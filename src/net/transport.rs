//! HTTP transport seam.
//!
//! Client-side (hydrate): real HTTP calls via `gloo-net`, raced against a
//! `gloo-timers` timeout. Tests substitute their own `Transport`.
//!
//! DESIGN
//! ======
//! Requests and responses are plain data so the authenticator can rewrite
//! headers and classify statuses without touching browser types. The trait
//! futures are `?Send` because browser fetch futures are single-threaded.

#[cfg(test)]
#[path = "transport_test.rs"]
mod transport_test;

use serde::de::DeserializeOwned;

use super::error::ApiError;

pub const AUTHORIZATION: &str = "Authorization";

#[derive(Debug, Clone, Copy, PartialEq, Eq)]
pub enum Method {
    Get,
    Post,
    Put,
    Patch,
    Delete,
}

#[derive(Debug, Clone, PartialEq)]
pub enum RequestBody {
    Empty,
    Json(serde_json::Value),
    /// `application/x-www-form-urlencoded` pairs.
    Form(Vec<(String, String)>),
}

/// Outgoing request.
#[derive(Debug, Clone, PartialEq)]
pub struct HttpRequest {
    pub method: Method,
    pub url: String,
    pub headers: Vec<(String, String)>,
    pub body: RequestBody,
}

impl HttpRequest {
    #[must_use]
    pub fn new(method: Method, url: impl Into<String>) -> Self {
        Self { method, url: url.into(), headers: Vec::new(), body: RequestBody::Empty }
    }

    #[must_use]
    pub fn get(url: impl Into<String>) -> Self {
        Self::new(Method::Get, url)
    }

    #[must_use]
    pub fn with_json(mut self, body: serde_json::Value) -> Self {
        self.body = RequestBody::Json(body);
        self
    }

    #[must_use]
    pub fn with_form(mut self, pairs: &[(&str, &str)]) -> Self {
        self.body = RequestBody::Form(pairs.iter().map(|(k, v)| ((*k).to_owned(), (*v).to_owned())).collect());
        self
    }

    /// Set a header, replacing any existing value (names compare case-insensitively).
    #[must_use]
    pub fn with_header(mut self, name: &str, value: impl Into<String>) -> Self {
        self.headers.retain(|(k, _)| !k.eq_ignore_ascii_case(name));
        self.headers.push((name.to_owned(), value.into()));
        self
    }

    #[must_use]
    pub fn with_bearer(self, token: &str) -> Self {
        self.with_header(AUTHORIZATION, format!("Bearer {token}"))
    }

    #[must_use]
    pub fn header(&self, name: &str) -> Option<&str> {
        self.headers
            .iter()
            .find(|(k, _)| k.eq_ignore_ascii_case(name))
            .map(|(_, v)| v.as_str())
    }
}

/// Response as received, before status classification.
#[derive(Debug, Clone, PartialEq, Eq)]
pub struct HttpResponse {
    pub status: u16,
    pub body: String,
}

impl HttpResponse {
    #[must_use]
    pub fn is_success(&self) -> bool {
        (200..300).contains(&self.status)
    }

    /// Turn a non-success status into an `ApiError`.
    ///
    /// # Errors
    ///
    /// Returns the classified error for any non-2xx status.
    pub fn error_for_status(self) -> Result<Self, ApiError> {
        if self.is_success() {
            Ok(self)
        } else {
            Err(ApiError::from_status(self.status, &self.body))
        }
    }

    /// Parse the body as JSON. Empty bodies decode as `null`.
    ///
    /// # Errors
    ///
    /// Returns `ApiError::Malformed` if the body is not valid JSON for `T`.
    pub fn json<T: DeserializeOwned>(&self) -> Result<T, ApiError> {
        let raw = if self.body.trim().is_empty() { "null" } else { self.body.as_str() };
        serde_json::from_str(raw).map_err(|e| ApiError::Malformed(e.to_string()))
    }
}

/// Something that can carry an `HttpRequest` to the server.
#[async_trait::async_trait(?Send)]
pub trait Transport: Send + Sync {
    async fn send(&self, request: HttpRequest) -> Result<HttpResponse, ApiError>;
}

/// Browser `fetch` transport with a uniform timeout.
#[derive(Debug, Clone)]
pub struct FetchTransport {
    timeout: std::time::Duration,
}

impl FetchTransport {
    #[must_use]
    pub fn new(timeout: std::time::Duration) -> Self {
        Self { timeout }
    }
}

#[async_trait::async_trait(?Send)]
impl Transport for FetchTransport {
    async fn send(&self, request: HttpRequest) -> Result<HttpResponse, ApiError> {
        #[cfg(feature = "hydrate")]
        {
            use futures::future::{Either, select};

            let millis = u32::try_from(self.timeout.as_millis()).unwrap_or(u32::MAX);
            let fetch = Box::pin(fetch(request));
            let timer = Box::pin(gloo_timers::future::TimeoutFuture::new(millis));
            match select(fetch, timer).await {
                Either::Left((result, _)) => result,
                Either::Right(((), _)) => Err(ApiError::Timeout(self.timeout)),
            }
        }
        #[cfg(not(feature = "hydrate"))]
        {
            let _ = (request, self.timeout);
            Err(ApiError::Transport("not available on server".to_owned()))
        }
    }
}

#[cfg(feature = "hydrate")]
async fn fetch(request: HttpRequest) -> Result<HttpResponse, ApiError> {
    use gloo_net::http::{Method as FetchMethod, RequestBuilder};

    let method = match request.method {
        Method::Get => FetchMethod::GET,
        Method::Post => FetchMethod::POST,
        Method::Put => FetchMethod::PUT,
        Method::Patch => FetchMethod::PATCH,
        Method::Delete => FetchMethod::DELETE,
    };
    let mut builder = RequestBuilder::new(&request.url).method(method);
    for (name, value) in &request.headers {
        builder = builder.header(name, value);
    }
    let built = match request.body {
        RequestBody::Empty => builder.build(),
        RequestBody::Json(value) => builder.json(&value),
        RequestBody::Form(pairs) => {
            let encoded = serde_urlencoded::to_string(&pairs).map_err(|e| ApiError::Transport(e.to_string()))?;
            builder
                .header("Content-Type", "application/x-www-form-urlencoded")
                .body(encoded)
        }
    }
    .map_err(|e| ApiError::Transport(e.to_string()))?;

    let resp = built
        .send()
        .await
        .map_err(|e| ApiError::Transport(e.to_string()))?;
    let status = resp.status();
    let body = resp.text().await.map_err(|e| ApiError::Malformed(e.to_string()))?;
    Ok(HttpResponse { status, body })
}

*WHAT THIS TASK INVOLVES*. The records are given above. Copy each line in them that holds "DeserializeOwned".

*WRITTEN ANSWER*.
use serde::de::DeserializeOwned;
    pub fn json<T: DeserializeOwned>(&self) -> Result<T, ApiError> {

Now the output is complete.